- B.Sc. & Ph.D - Queen's University
molecular mimicry, glycomimetics, protein-ligand interactions, immunochemistry, enzyme inhibitors, NMR/molecular modeling, drug and vaccine design
Our group is studying the nature and origin of carbohydrate mimicry for the purpose of drug and vaccine design. We take our leads from molecular mimicry displayed by Nature. Our goals are the understanding of the molecular mechanisms of recognition that can be used to tailor specific immune responses or inhibit specific enzymatic reactions.

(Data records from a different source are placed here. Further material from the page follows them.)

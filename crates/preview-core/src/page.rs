//! Page and page-source contracts plus the stock buffered page.

use crate::geometry::{Color, Point, Rect, Size};
use crate::raster::Raster;
use crate::surface::DrawSurface;
use std::sync::{Arc, Mutex};
use thiserror::Error;

/// Errors raised by a page rescale operation.
///
/// These never reach the view: the background scaler logs and drops failed
/// jobs, and the page keeps showing its previous raster or placeholder.
#[derive(Debug, Error)]
pub enum ScaleError {
    #[error("failed to render page content: {0}")]
    Render(String),

    #[error("invalid target resolution {0:?}")]
    InvalidResolution(Size),
}

/// One renderable document page.
///
/// A page is read on the interactive thread (`draw`, `is_scaled`) while its
/// rescale may run on the scaler worker, so implementations must use interior
/// mutability and replace their raster cache atomically (see [`BufferedPage`]).
pub trait Page: Send + Sync {
    /// Draw the cached raster stretched to `rect`, or a placeholder if no
    /// raster exists yet. The layout has already filled `rect` white.
    fn draw(&self, surface: &mut dyn DrawSurface, rect: Rect);

    /// True iff the cached raster resolution equals `resolution` exactly.
    fn is_scaled(&self, resolution: Size) -> bool;

    /// Re-rasterize at exactly `resolution` and replace the cache on success.
    /// On error the previous cache is left untouched.
    fn hi_quality_scale(&self, resolution: Size) -> Result<(), ScaleError>;

    /// Page size at 100 % zoom, in device pixels at the host screen dpi.
    fn nominal_size(&self) -> Size;

    /// Release the raster buffer. Idempotent.
    fn free_resources(&self);
}

/// Shared handle to a page. Page identity (for scale-job de-duplication)
/// is pointer identity of this handle.
pub type PageRef = Arc<dyn Page>;

/// Returns true if both handles refer to the same page object.
pub fn same_page(a: &PageRef, b: &PageRef) -> bool {
    Arc::ptr_eq(a, b)
}

/// An ordered sequence of page descriptors backed by a document.
///
/// Owns the underlying document resources; `free_resources` releases them
/// explicitly (idempotent). Materializing a page via `page` may be slow and
/// is called from a background loader thread.
pub trait PageSource: Send + Sync {
    fn page_count(&self) -> usize;

    /// Nominal size of the page at `index`, orientation-aware, in device
    /// pixels at the host screen dpi. Cheap metadata.
    fn page_size(&self, index: usize) -> Size;

    /// Materialize the page at `index`.
    fn page(&self, index: usize) -> PageRef;

    fn free_resources(&self);
}

/// Produces page rasters at a requested resolution.
///
/// The expensive part of a page; called on the scaler worker thread.
pub trait PageRenderer: Send + Sync {
    fn render(&self, page_index: usize, resolution: Size) -> Result<Raster, ScaleError>;
}

const PLACEHOLDER_TEXT: &str = "Rendering preview...";
const PLACEHOLDER_FONT_SIZE: f32 = 12.0;

/// Stock [`Page`] implementation with an internal raster cache.
///
/// The cache holds an immutable [`Raster`] behind a mutex; `hi_quality_scale`
/// renders outside the lock and swaps the whole `Arc` in, so drawing during
/// an in-flight rescale simply sees the prior raster (or the placeholder).
pub struct BufferedPage {
    page_index: usize,
    nominal_size: Size,
    renderer: Arc<dyn PageRenderer>,
    cache: Mutex<Option<Arc<Raster>>>,
}

impl BufferedPage {
    pub fn new(page_index: usize, nominal_size: Size, renderer: Arc<dyn PageRenderer>) -> Self {
        Self {
            page_index,
            nominal_size,
            renderer,
            cache: Mutex::new(None),
        }
    }

    pub fn page_index(&self) -> usize {
        self.page_index
    }

    fn cached(&self) -> Option<Arc<Raster>> {
        self.cache.lock().expect("raster cache poisoned").clone()
    }
}

impl Page for BufferedPage {
    fn draw(&self, surface: &mut dyn DrawSurface, rect: Rect) {
        match self.cached() {
            Some(raster) => surface.draw_raster(&raster, rect),
            None => {
                // page is still being rendered; show the status text if it fits
                if surface.text_width(PLACEHOLDER_FONT_SIZE, PLACEHOLDER_TEXT) < rect.width - 10 {
                    surface.draw_text(
                        Point::new(rect.x + 5, rect.y + 5),
                        PLACEHOLDER_FONT_SIZE,
                        Color::BLACK,
                        PLACEHOLDER_TEXT,
                    );
                }
            }
        }
    }

    fn is_scaled(&self, resolution: Size) -> bool {
        self.cached()
            .map(|raster| raster.size() == resolution)
            .unwrap_or(false)
    }

    fn hi_quality_scale(&self, resolution: Size) -> Result<(), ScaleError> {
        if resolution.is_empty() {
            return Err(ScaleError::InvalidResolution(resolution));
        }
        if self.is_scaled(resolution) {
            return Ok(());
        }

        // render without holding the cache lock, then swap the buffer whole
        let raster = self.renderer.render(self.page_index, resolution)?;
        *self.cache.lock().expect("raster cache poisoned") = Some(Arc::new(raster));
        Ok(())
    }

    fn nominal_size(&self) -> Size {
        self.nominal_size
    }

    fn free_resources(&self) {
        *self.cache.lock().expect("raster cache poisoned") = None;
    }
}
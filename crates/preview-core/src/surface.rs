//! The drawing seam between the preview control and the host GUI toolkit.

use crate::geometry::{Color, Point, Rect};
use crate::raster::Raster;

/// A 2D drawing context supplied by the host toolkit for one paint cycle.
///
/// Coordinates are device pixels relative to the preview viewport's origin.
/// Implementations are expected to clip to the viewport themselves.
pub trait DrawSurface {
    /// Fill `rect` with a solid color.
    fn fill_rect(&mut self, rect: Rect, color: Color);

    /// Draw a one-pixel outline of `rect`.
    fn stroke_rect(&mut self, rect: Rect, color: Color);

    /// Draw a straight line of the given stroke width.
    fn stroke_line(&mut self, from: Point, to: Point, width: f32, color: Color);

    /// Draw `raster` stretched to fill `rect`.
    fn draw_raster(&mut self, raster: &Raster, rect: Rect);

    /// Draw `text` with its top-left corner at `pos`.
    fn draw_text(&mut self, pos: Point, font_size: f32, color: Color, text: &str);

    /// Measure the width of `text` at `font_size`, in device pixels.
    fn text_width(&self, font_size: f32, text: &str) -> i32;
}
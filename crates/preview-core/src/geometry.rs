//! Device-pixel geometry value types shared by layouts, pages and surfaces.

/// A size in device pixels.
#[derive(Debug, Clone, Copy, PartialEq, Eq, Hash, Default)]
pub struct Size {
    pub width: i32,
    pub height: i32,
}

impl Size {
    pub const ZERO: Size = Size {
        width: 0,
        height: 0,
    };

    pub fn new(width: i32, height: i32) -> Self {
        Self { width, height }
    }

    pub fn is_empty(&self) -> bool {
        self.width <= 0 || self.height <= 0
    }

    /// Scale both dimensions by `zoom`, truncating to device pixels.
    pub fn scaled(&self, zoom: f32) -> Size {
        Size {
            width: (self.width as f32 * zoom) as i32,
            height: (self.height as f32 * zoom) as i32,
        }
    }
}

/// A point in device pixels. Also used for scroll offsets.
#[derive(Debug, Clone, Copy, PartialEq, Eq, Hash, Default)]
pub struct Point {
    pub x: i32,
    pub y: i32,
}

impl Point {
    pub const ZERO: Point = Point { x: 0, y: 0 };

    pub fn new(x: i32, y: i32) -> Self {
        Self { x, y }
    }
}

/// An axis-aligned rectangle in device pixels.
#[derive(Debug, Clone, Copy, PartialEq, Eq, Hash, Default)]
pub struct Rect {
    pub x: i32,
    pub y: i32,
    pub width: i32,
    pub height: i32,
}

impl Rect {
    pub fn new(x: i32, y: i32, width: i32, height: i32) -> Self {
        Self {
            x,
            y,
            width,
            height,
        }
    }

    pub fn from_size(size: Size) -> Self {
        Self::new(0, 0, size.width, size.height)
    }

    pub fn right(&self) -> i32 {
        self.x + self.width
    }

    pub fn bottom(&self) -> i32 {
        self.y + self.height
    }

    pub fn size(&self) -> Size {
        Size::new(self.width, self.height)
    }
}

/// An RGBA color with 8 bits per channel.
#[derive(Debug, Clone, Copy, PartialEq, Eq, Hash)]
pub struct Color {
    pub r: u8,
    pub g: u8,
    pub b: u8,
    pub a: u8,
}

impl Color {
    pub const WHITE: Color = Color::rgb(255, 255, 255);
    pub const BLACK: Color = Color::rgb(0, 0, 0);
    pub const GRAY: Color = Color::rgb(128, 128, 128);
    pub const DARK_GRAY: Color = Color::rgb(64, 64, 64);

    pub const fn rgb(r: u8, g: u8, b: u8) -> Self {
        Self { r, g, b, a: 255 }
    }

    pub const fn rgba(r: u8, g: u8, b: u8, a: u8) -> Self {
        Self { r, g, b, a }
    }

    /// Blend two colors by the given weights (components are mixed linearly).
    pub fn mix(a: Color, pct_a: f32, b: Color, pct_b: f32) -> Color {
        let channel = |x: u8, y: u8| -> u8 {
            (x as f32 * pct_a + y as f32 * pct_b).round().clamp(0.0, 255.0) as u8
        };
        Color {
            r: channel(a.r, b.r),
            g: channel(a.g, b.g),
            b: channel(a.b, b.b),
            a: channel(a.a, b.a),
        }
    }
}
//! Toolkit-neutral scrollbar state.

/// Range model mirrored by whatever scrollbar widget the host renders.
///
/// `value` stays within `[0, max - extent]`; the bar is enabled only when the
/// content (`max`) exceeds the viewport (`extent`).
#[derive(Debug, Default, Clone, Copy, PartialEq, Eq)]
pub struct ScrollBarModel {
    enabled: bool,
    max: i32,
    value: i32,
    extent: i32,
    unit_increment: i32,
}

impl ScrollBarModel {
    pub fn new() -> Self {
        Self::default()
    }

    /// Re-range the bar after a content or viewport change, keeping the
    /// current value as close as possible.
    pub fn configure(&mut self, max: i32, extent: i32, unit_increment: i32) {
        self.max = max.max(0);
        self.extent = extent.max(0);
        self.unit_increment = unit_increment.max(1);
        self.enabled = self.max > self.extent;
        self.set_value(self.value);
    }

    /// Set the scroll position, clamped into the valid range.
    pub fn set_value(&mut self, value: i32) {
        self.value = value.clamp(0, (self.max - self.extent).max(0));
    }

    pub fn value(&self) -> i32 {
        self.value
    }

    pub fn max(&self) -> i32 {
        self.max
    }

    pub fn extent(&self) -> i32 {
        self.extent
    }

    pub fn unit_increment(&self) -> i32 {
        self.unit_increment
    }

    pub fn enabled(&self) -> bool {
        self.enabled
    }
}

#[cfg(test)]
mod tests {
    use super::*;

    #[test]
    fn value_is_clamped_to_scrollable_range() {
        let mut bar = ScrollBarModel::new();
        bar.configure(1000, 400, 40);

        bar.set_value(-50);
        assert_eq!(bar.value(), 0);

        bar.set_value(5000);
        assert_eq!(bar.value(), 600);

        bar.set_value(300);
        assert_eq!(bar.value(), 300);
    }

    #[test]
    fn disabled_when_content_fits_the_viewport() {
        let mut bar = ScrollBarModel::new();
        bar.configure(400, 1000, 40);
        assert!(!bar.enabled());
        bar.set_value(100);
        assert_eq!(bar.value(), 0);
    }

    #[test]
    fn reconfigure_reclamps_the_current_value() {
        let mut bar = ScrollBarModel::new();
        bar.configure(1000, 400, 40);
        bar.set_value(600);

        bar.configure(500, 400, 40);
        assert_eq!(bar.value(), 100);
    }
}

The results have implications for the control or treatment of bacterial and viral diseases, diabetes Type 2, and cancer.
- The development of NMR/molecular modeling protocols for probing bioactive conformations of ligands bound to protein receptors.
- The development of drug candidates for the treatment of Type 2 diabetes.
- The development of drug candidates for the treatment of metastatic cancer.
- The development of vaccines for Streptococcus Groups A and B, and HIV-1.
- The development of enzyme inhibitors for the control of bacterial pathogens.
- The development of nucleoside and nucleotide analogues as antiviral agents.
- The development of nucleotide analogues as gene-silencing agents.
- The control of glycoprotein trafficking in cells.
- The development of analytical methods for glycan profiling.